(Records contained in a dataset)
★ ★ ★ ★
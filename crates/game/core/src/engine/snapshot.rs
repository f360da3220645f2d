//! Owned snapshots of a game, for persistence collaborators.
//!
//! A snapshot captures everything needed to continue a game except pending
//! intents, which only live for the turn being prepared. Restoring validates
//! the snapshot so a corrupted store cannot produce an inconsistent board.

use std::collections::HashSet;
use std::sync::Arc;

use crate::action::{ActionQueue, ActionRecord};
use crate::config::{ConfigError, GameConfig};
use crate::env::{PcgRng, RngOracle};
use crate::error::{ErrorSeverity, GameError};
use crate::state::{BoardState, Faction, Layer, PlayerEntity, PlayerId, Position};

use super::{Game, GameStatus};

#[derive(Clone, Debug, PartialEq, Eq)]
#[cfg_attr(feature = "serde", derive(serde::Serialize, serde::Deserialize))]
pub struct GameSnapshot {
    pub config: GameConfig,
    pub seed: u64,
    pub placements: u64,
    pub status: GameStatus,
    pub current_turn: u32,
    pub players: Vec<PlayerEntity>,
    /// Committed layer, row-major.
    pub current: Vec<Faction>,
    pub history: Vec<ActionRecord>,
}

#[derive(Clone, Debug, PartialEq, Eq, thiserror::Error)]
pub enum SnapshotError {
    #[error("invalid configuration: {0}")]
    Config(#[from] ConfigError),

    #[error("layer has {actual} cells, expected {expected}")]
    LayerSize { expected: usize, actual: usize },

    #[error("{count} players exceed the maximum of {max_players}")]
    TooManyPlayers { count: usize, max_players: u32 },

    #[error("player at index {index} carries id {id}")]
    PlayerIdMismatch { index: usize, id: PlayerId },

    #[error("player {player} belongs to no faction")]
    EmptyFaction { player: PlayerId },

    #[error("player {player} has a sight distance of zero")]
    ZeroSightDistance { player: PlayerId },

    #[error("player {player} is unplaced in a {status} game")]
    UnplacedInPlay { player: PlayerId, status: GameStatus },

    #[error("player {player} is positioned outside the board at {position}")]
    OutOfBounds { player: PlayerId, position: Position },

    #[error("more than one living player occupies {position}")]
    Overlap { position: Position },

    #[error("layer disagrees with player positions at {position}")]
    LayerMismatch { position: Position },

    #[error("turn {current_turn} exceeds the turn limit {turn_limit}")]
    TurnBeyondLimit { current_turn: u32, turn_limit: u32 },
}

impl GameError for SnapshotError {
    fn severity(&self) -> ErrorSeverity {
        match self {
            Self::Config(_) => ErrorSeverity::Validation,
            _ => ErrorSeverity::Internal,
        }
    }

    fn error_code(&self) -> &'static str {
        match self {
            Self::Config(_) => "SNAPSHOT_CONFIG",
            Self::LayerSize { .. } => "SNAPSHOT_LAYER_SIZE",
            Self::TooManyPlayers { .. } => "SNAPSHOT_TOO_MANY_PLAYERS",
            Self::PlayerIdMismatch { .. } => "SNAPSHOT_PLAYER_ID_MISMATCH",
            Self::EmptyFaction { .. } => "SNAPSHOT_EMPTY_FACTION",
            Self::ZeroSightDistance { .. } => "SNAPSHOT_ZERO_SIGHT_DISTANCE",
            Self::UnplacedInPlay { .. } => "SNAPSHOT_UNPLACED_IN_PLAY",
            Self::OutOfBounds { .. } => "SNAPSHOT_OUT_OF_BOUNDS",
            Self::Overlap { .. } => "SNAPSHOT_OVERLAP",
            Self::LayerMismatch { .. } => "SNAPSHOT_LAYER_MISMATCH",
            Self::TurnBeyondLimit { .. } => "SNAPSHOT_TURN_BEYOND_LIMIT",
        }
    }
}

impl Game {
    /// Owned copy of the persistent parts of the game.
    pub fn snapshot(&self) -> GameSnapshot {
        GameSnapshot {
            config: self.config,
            seed: self.seed,
            placements: self.placements,
            status: self.status,
            current_turn: self.current_turn,
            players: self.players.clone(),
            current: self.current_layer(),
            history: self.history.clone(),
        }
    }

    /// Rebuilds a game from a snapshot using the default PCG oracle.
    pub fn from_snapshot(snapshot: GameSnapshot) -> Result<Self, SnapshotError> {
        Self::from_snapshot_with_rng(snapshot, Arc::new(PcgRng))
    }

    /// Rebuilds a game from a snapshot with a custom placement oracle.
    ///
    /// The action queue always starts empty.
    pub fn from_snapshot_with_rng(
        snapshot: GameSnapshot,
        rng: Arc<dyn RngOracle>,
    ) -> Result<Self, SnapshotError> {
        let GameSnapshot {
            config,
            seed,
            placements,
            status,
            current_turn,
            players,
            current,
            history,
        } = snapshot;

        config.validate()?;
        if current_turn > config.turn_limit {
            return Err(SnapshotError::TurnBeyondLimit {
                current_turn,
                turn_limit: config.turn_limit,
            });
        }
        if players.len() > config.max_players as usize {
            return Err(SnapshotError::TooManyPlayers {
                count: players.len(),
                max_players: config.max_players,
            });
        }

        let mut board = BoardState::from_current(config.width, config.height, current.clone())
            .ok_or(SnapshotError::LayerSize {
                expected: config.cell_count(),
                actual: current.len(),
            })?;

        let mut occupied = HashSet::new();
        for (index, player) in players.iter().enumerate() {
            if player.id.0 as usize != index {
                return Err(SnapshotError::PlayerIdMismatch {
                    index,
                    id: player.id,
                });
            }
            if player.faction.is_empty() {
                return Err(SnapshotError::EmptyFaction { player: player.id });
            }
            if player.sight_distance == 0 {
                return Err(SnapshotError::ZeroSightDistance { player: player.id });
            }
            // Only a game that has not started may hold attached, unplaced players.
            if player.position.is_none() && status != GameStatus::NotStarted {
                return Err(SnapshotError::UnplacedInPlay {
                    player: player.id,
                    status,
                });
            }
            if let Some(position) = player.position
                && !board.contains(position)
            {
                return Err(SnapshotError::OutOfBounds {
                    player: player.id,
                    position,
                });
            }
            if let Some(position) = player.occupied_cell()
                && !occupied.insert(position)
            {
                return Err(SnapshotError::Overlap { position });
            }
        }

        board.project_pending(&players);
        if let Some(index) = board
            .layer(Layer::Pending)
            .iter()
            .zip(&current)
            .position(|(expected, actual)| expected != actual)
        {
            let width = config.width as usize;
            return Err(SnapshotError::LayerMismatch {
                position: Position::new((index % width) as i32, (index / width) as i32),
            });
        }

        Ok(Self {
            config,
            seed,
            placements,
            rng,
            status,
            current_turn,
            players,
            board,
            queue: ActionQueue::new(),
            history,
        })
    }
}

#[cfg(test)]
mod tests {
    use super::*;
    use crate::state::PlayerStatus;

    fn played_game() -> Game {
        let mut game = Game::with_seed(GameConfig::new(5, 6, 4, 6), 99).unwrap();
        for (pseudo, faction) in [
            ("a", Faction::Wolf),
            ("b", Faction::Villager),
            ("c", Faction::Villager),
        ] {
            game.place(pseudo, faction, 1).unwrap();
        }
        game.start().unwrap();
        for id in 0..3 {
            game.register_action(PlayerId(id), (1, 1)).unwrap();
        }
        game.process_actions().unwrap();
        game
    }

    #[test]
    fn snapshot_restores_equivalent_game() {
        let game = played_game();
        let restored = Game::from_snapshot(game.snapshot()).unwrap();

        assert_eq!(restored.snapshot(), game.snapshot());
        assert_eq!(restored.board(), game.board());
        assert!(restored.pending_actions().is_empty());
    }

    #[test]
    fn restored_game_keeps_placing_deterministically() {
        let mut original = played_game();
        let mut restored = Game::from_snapshot(original.snapshot()).unwrap();

        let a = original.place("z", Faction::Wolf, 1).unwrap();
        let b = restored.place("z", Faction::Wolf, 1).unwrap();
        assert_eq!(
            original.player(a).unwrap().position,
            restored.player(b).unwrap().position
        );
    }

    #[test]
    fn rejects_wrong_layer_size() {
        let mut snapshot = played_game().snapshot();
        snapshot.current.pop();
        assert_eq!(
            Game::from_snapshot(snapshot).unwrap_err(),
            SnapshotError::LayerSize {
                expected: 24,
                actual: 23
            }
        );
    }

    #[test]
    fn rejects_overlapping_players() {
        let mut snapshot = played_game().snapshot();
        let position = snapshot.players[0].position;
        snapshot.players[1].position = position;
        snapshot.players[1].status = PlayerStatus::Active;

        let error = Game::from_snapshot(snapshot).unwrap_err();
        assert!(matches!(error, SnapshotError::Overlap { .. }));
        assert!(error.severity().is_internal());
    }

    #[test]
    fn rejects_layer_that_disagrees_with_positions() {
        let mut snapshot = played_game().snapshot();
        let free = snapshot
            .current
            .iter()
            .position(|cell| cell.is_empty())
            .unwrap();
        snapshot.current[free] = Faction::Wolf;

        assert!(matches!(
            Game::from_snapshot(snapshot),
            Err(SnapshotError::LayerMismatch { .. })
        ));
    }

    #[test]
    fn rejects_player_without_faction() {
        let mut snapshot = played_game().snapshot();
        snapshot.players[1].faction = Faction::Empty;

        let error = Game::from_snapshot(snapshot).unwrap_err();
        assert_eq!(error, SnapshotError::EmptyFaction { player: PlayerId(1) });
        assert_eq!(error.error_code(), "SNAPSHOT_EMPTY_FACTION");
    }

    #[test]
    fn rejects_blind_player() {
        let mut snapshot = played_game().snapshot();
        snapshot.players[2].sight_distance = 0;

        assert_eq!(
            Game::from_snapshot(snapshot).unwrap_err(),
            SnapshotError::ZeroSightDistance { player: PlayerId(2) }
        );
    }

    #[test]
    fn unplaced_players_only_restore_before_start() {
        let mut snapshot = played_game().snapshot();
        snapshot.players[0].position = None;
        let index = snapshot
            .current
            .iter()
            .position(|cell| *cell == Faction::Wolf)
            .unwrap();
        snapshot.current[index] = Faction::Empty;

        assert_eq!(
            Game::from_snapshot(snapshot.clone()).unwrap_err(),
            SnapshotError::UnplacedInPlay {
                player: PlayerId(0),
                status: GameStatus::Active
            }
        );

        snapshot.status = GameStatus::NotStarted;
        snapshot.current_turn = 0;
        snapshot.history.clear();
        let restored = Game::from_snapshot(snapshot).unwrap();
        assert!(!restored.player(PlayerId(0)).unwrap().is_placed());
    }
}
★ ★ ★ ★
:: Exercise instructions ::
Look at the entries above. Say how many lines have the word "expected", and give only the number.

:: Task response ::
5